Validate Datamodels, Manipulate Excel-Data using the Rust Programming Language and HCL (Hashi Corp Language)

Purpose of project

When DaSCH receives data from projects, the RDU (Research-Data-Unit) has to interpret the data and write scripts to import the data into DSP. To do that it has to manipulate the original files. But this is not an optimal way of dealing with the data we receive. For every project we write new import-scripts, and we might start manipulating the original data without knowing what we changed. This project shows how and to what extent we could avoid these kinds of problems. It is a proof of concept. This project shows a way to export data from the original files without manipulating the original files. The data that are exported can also be manipulated. This is how the original files and the exported data are strictly separated.

What is needed except the original file?

  1. A transform-file written in HCL (Hashi Corp Language)
  2. A datamodel-file written in HCL (Hashi Corp Language)
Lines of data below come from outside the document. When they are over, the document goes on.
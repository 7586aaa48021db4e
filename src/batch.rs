//! Batch runner: the per-asset pipeline.
//!
//! Every asset goes through the same steps, strictly one after another:
//!
//! ```text
//! path ──▶ run_dir scope ──▶ extract ──▶ validate ──▶ resolve ──▶ sink
//!              │                            │
//!              └─ OutOfScope                └─ SuffixRejected (+ optional delete)
//! ```
//!
//! Each asset ends in exactly one [`AssetOutcome`]. Failures are per asset: a
//! rejected name, a refused apply or a sink error is recorded and the batch
//! moves on to the next path.
//!
//! An empty `run_dir` list puts every asset in scope.
//!
//! Finished reports are streamed to an optional channel so the CLI can print
//! progress while the batch runs; the full list is also returned in the
//! [`BatchSummary`].

use crate::config::{Config, TextureConfigParams};
use crate::naming::extract_suffixes;
use crate::resolve::resolve;
use crate::sink::{ApplyReport, AssetSink};
use crate::validate::{SuffixGrid, SuffixMismatch, is_under_any, validate_suffixes};
use std::sync::mpsc::Sender;
use tracing::{debug, error, info, warn};

#[derive(Debug, Clone, Copy, Default)]
pub struct BatchOptions {
    /// Delete assets whose names fail validation.
    pub delete_on_suffix_error: bool,
}

/// What happened when a rejected asset was deleted.
#[derive(Debug, Clone, PartialEq, Eq)]
pub enum Deletion {
    Deleted,
    /// The sink had nothing to delete.
    NotDeleted,
    Failed(String),
}

#[derive(Debug, Clone, PartialEq)]
pub enum AssetOutcome {
    /// Not under any configured run directory; untouched.
    OutOfScope,
    /// The name failed validation. `deletion` is set when deletion was requested.
    SuffixRejected {
        error: SuffixMismatch,
        deletion: Option<Deletion>,
    },
    /// Validated and resolved; no sink was involved (check mode).
    Resolved { params: TextureConfigParams },
    /// The sink applied every field.
    Applied {
        params: TextureConfigParams,
        report: ApplyReport,
    },
    /// The sink refused one or more fields and kept nothing.
    ApplyFailed {
        params: TextureConfigParams,
        report: ApplyReport,
    },
    /// The sink raised.
    SinkFailed {
        params: TextureConfigParams,
        error: String,
    },
}

/// One asset's trip through the pipeline.
#[derive(Debug, Clone, PartialEq)]
pub struct AssetReport {
    pub path: String,
    /// Trailing suffixes found in the name.
    pub suffixes: Vec<String>,
    /// All tokens of the name.
    pub tokens: Vec<String>,
    pub outcome: AssetOutcome,
}

#[derive(Debug, Clone, Default)]
pub struct BatchSummary {
    pub reports: Vec<AssetReport>,
}

impl BatchSummary {
    fn count(&self, pred: impl Fn(&AssetOutcome) -> bool) -> usize {
        self.reports.iter().filter(|r| pred(&r.outcome)).count()
    }

    pub fn total(&self) -> usize {
        self.reports.len()
    }

    pub fn out_of_scope(&self) -> usize {
        self.count(|o| matches!(o, AssetOutcome::OutOfScope))
    }

    pub fn rejected(&self) -> usize {
        self.count(|o| matches!(o, AssetOutcome::SuffixRejected { .. }))
    }

    pub fn deleted(&self) -> usize {
        self.count(|o| {
            matches!(
                o,
                AssetOutcome::SuffixRejected {
                    deletion: Some(Deletion::Deleted),
                    ..
                }
            )
        })
    }

    pub fn resolved(&self) -> usize {
        self.count(|o| matches!(o, AssetOutcome::Resolved { .. }))
    }

    pub fn applied(&self) -> usize {
        self.count(|o| matches!(o, AssetOutcome::Applied { .. }))
    }

    /// Assets the sink refused or raised on.
    pub fn failed(&self) -> usize {
        self.count(|o| {
            matches!(
                o,
                AssetOutcome::ApplyFailed { .. } | AssetOutcome::SinkFailed { .. }
            )
        })
    }
}

/// Run every path through the pipeline, applying settings through `sink`.
pub fn run_batch<P: AsRef<str>>(
    paths: &[P],
    config: &Config,
    sink: &dyn AssetSink,
    options: BatchOptions,
    events: Option<Sender<AssetReport>>,
) -> BatchSummary {
    run(paths, config, Some(sink), options, events)
}

/// Validate and resolve every path without touching any asset.
pub fn check_batch<P: AsRef<str>>(
    paths: &[P],
    config: &Config,
    events: Option<Sender<AssetReport>>,
) -> BatchSummary {
    run(paths, config, None, BatchOptions::default(), events)
}

fn run<P: AsRef<str>>(
    paths: &[P],
    config: &Config,
    sink: Option<&dyn AssetSink>,
    options: BatchOptions,
    events: Option<Sender<AssetReport>>,
) -> BatchSummary {
    let grid = config.build_suffix_grid();
    let catalog = grid.catalog();
    let mut summary = BatchSummary::default();

    for path in paths {
        let report = process_asset(path.as_ref(), config, &grid, &catalog, sink, options);
        if let Some(tx) = &events {
            // The receiver may have hung up; the summary still has everything.
            let _ = tx.send(report.clone());
        }
        summary.reports.push(report);
    }
    summary
}

fn process_asset(
    path: &str,
    config: &Config,
    grid: &SuffixGrid,
    catalog: &[String],
    sink: Option<&dyn AssetSink>,
    options: BatchOptions,
) -> AssetReport {
    let name = extract_suffixes(path, catalog);
    let report = |outcome| AssetReport {
        path: path.to_string(),
        suffixes: name.suffixes.clone(),
        tokens: name.tokens.clone(),
        outcome,
    };

    if !config.run_dir.is_empty() && !is_under_any(path, &config.run_dir) {
        debug!(path, "outside run directories, skipped");
        return report(AssetOutcome::OutOfScope);
    }

    debug!(path, tokens = ?name.tokens, suffixes = ?name.suffixes, "extracted suffixes");

    if let Err(mismatch) = validate_suffixes(&name.suffixes, grid) {
        warn!(path, error = %mismatch, "suffix rejected");
        let deletion = match sink {
            Some(sink) if options.delete_on_suffix_error => Some(delete(sink, path)),
            _ => None,
        };
        return report(AssetOutcome::SuffixRejected {
            error: mismatch,
            deletion,
        });
    }

    let params = resolve(&name, &config.texture_config, config);
    debug!(path, ?params, "resolved texture settings");

    let Some(sink) = sink else {
        return report(AssetOutcome::Resolved { params });
    };

    match sink.apply_settings(path, &params) {
        Ok(applied) if applied.ok => {
            info!(path, fields = %applied.applied.join(", "), "texture configured");
            report(AssetOutcome::Applied {
                params,
                report: applied,
            })
        }
        Ok(refused) => {
            warn!(path, errors = ?refused.errors, "texture settings refused");
            report(AssetOutcome::ApplyFailed {
                params,
                report: refused,
            })
        }
        Err(e) => {
            error!(path, error = %e, "sink raised");
            report(AssetOutcome::SinkFailed {
                params,
                error: e.to_string(),
            })
        }
    }
}

fn delete(sink: &dyn AssetSink, path: &str) -> Deletion {
    match sink.delete_asset(path) {
        Ok(true) => {
            info!(path, "deleted asset with invalid suffixes");
            Deletion::Deleted
        }
        Ok(false) => Deletion::NotDeleted,
        Err(e) => {
            error!(path, error = %e, "delete failed");
            Deletion::Failed(e.to_string())
        }
    }
}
Both are written in HCL. The advantage of HCL is that its syntax is easier to read from a human perspective than JSON and allows to use declarative logic. Declarative logic declares what should be, rather than describing what is. The idea is that this declarative style could be useful when writing a transform-file and a datamodel-file, because it would be more reader-friendly to declare how data should be exported (transform-file) or what a resource or a property should contain (datamodel-file).

A transform-file describes what part of the original should be exported and if the exported data should be manipulated. This gives us two advantages:

  • we receive the export of data we described in the transform-file, and everyone else can see what we exported by having a look at the transform-file
  • the export can be reproduced by having the original file, the transform-file and the datamodel-file.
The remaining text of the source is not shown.